Directed and co-written by Dominik Moll, a German-born French filmmaker best known for his clever thrillers ("With A Friend Like Harry," "Lemming"), "The Monk" stars Vincent Cassel as Ambrosio, a Capuchin friar with an ominous hand-shaped birthmark on his shoulder.
Abandoned as a newborn on the steps of a monastery, Ambrosio was raised to be a model monk: pious, perceptive, sensible. A skilled confessor and orator, he is widely admired by his Capuchin brothers and by the townspeople who come to hear his sermons. Cassel gives the character a credible holier-than-thou confidence. He wears a beard that effectively covers half of his face, drawing attention away from his mouth and on to his pensive eyes.
The story of "The Monk" — adapted from Matthew Lewis' influential-though-hardly-classic 1796 novel — is the story of Ambrosio's descent into sin and madness. It's lurid, silly, strange stuff — murder, incest, pacts with the devil — so it should come as no surprise that Lewis' novel was a Surrealist favorite. Luis Bunuel even tried to make it into a movie. Though Bunuel never managed to get his version financed, the Surrealist critic and filmmaker Ado Kyrou eventually made an interesting film — starring spaghetti Western icon Franco Nero, of all people — based on Bunuel's script.
Moll's version flirts with Surrealism without ever quite giving the impression that it's a work of art; his take on "The Monk" is, first and foremost, a classy B-movie, keen to offer Gothic atmosphere, nudity, and mild shocks. In some ways, it resembles a Hammer horror flick (think "Curse of Frankenstein" or the Christopher Lee "Dracula") — except that the Hammer movies were visually opulent and "The Monk" is often austere and grayish. Interiors are dim and shadowy, which fits the 16th century setting. The costuming isn't gaudy or over-stylized.

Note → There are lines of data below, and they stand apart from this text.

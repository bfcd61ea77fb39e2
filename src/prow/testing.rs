use std::collections::HashMap;
use std::sync::atomic::{AtomicUsize, Ordering};

use super::client::Fetch;
use crate::error::{ProwLensError, Result};

/// In-memory fetcher serving canned bodies; unknown URLs answer 404.
#[derive(Default)]
pub struct StaticFetcher {
    bodies: HashMap<String, String>,
    requests: AtomicUsize,
}

impl StaticFetcher {
    pub fn with(mut self, url: &str, body: &str) -> Self {
        self.bodies.insert(url.to_string(), body.to_string());
        self
    }

    pub fn requests(&self) -> usize {
        self.requests.load(Ordering::SeqCst)
    }
}

impl Fetch for StaticFetcher {
    async fn get_text(&self, url: &str) -> Result<String> {
        self.requests.fetch_add(1, Ordering::SeqCst);
        self.bodies
            .get(url)
            .cloned()
            .ok_or_else(|| ProwLensError::Upstream {
                status: 404,
                url: url.to_string(),
            })
    }
}
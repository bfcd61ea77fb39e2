//! Text-level log processing: similarity scoring, windowed deduplication,
//! structural compaction and marker-delimited block extraction.

mod blocks;
mod compact;
mod dedup;
mod similarity;

pub use blocks::{extract_block, Extraction};
pub use compact::{compact, CompactionLevel};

During its first 15 or so minutes, it would be easy to mistake "The Monk" for a restrained religious drama.
At around the 15-minute mark, however, Ambrosio recounts a dream — a vision of a woman in red who doesn't show her face — to a fellow monk, and the movie effectively enters a dream state which it never leaves. Every subsequent scene inches the dream further and further into nightmare. The visuals become more adventurous; Moll plays around with superimposed images, diffuse light, silent-movie-style iris shots, and even throws in a few theatrical lighting tricks — a spotlight pointing out a character in a crowd, for instance.
Oddly, as "The Monk" becomes more imaginative, its plot — a lot of twisty intrigue involving a masked leper who lives at the monastery and a young aristocrat's courtship of a woman who admires Ambrosio — becomes less engaging. By the end, it's hard to care for Ambrosio or his fall from grace; he has been marginalized by the imagery.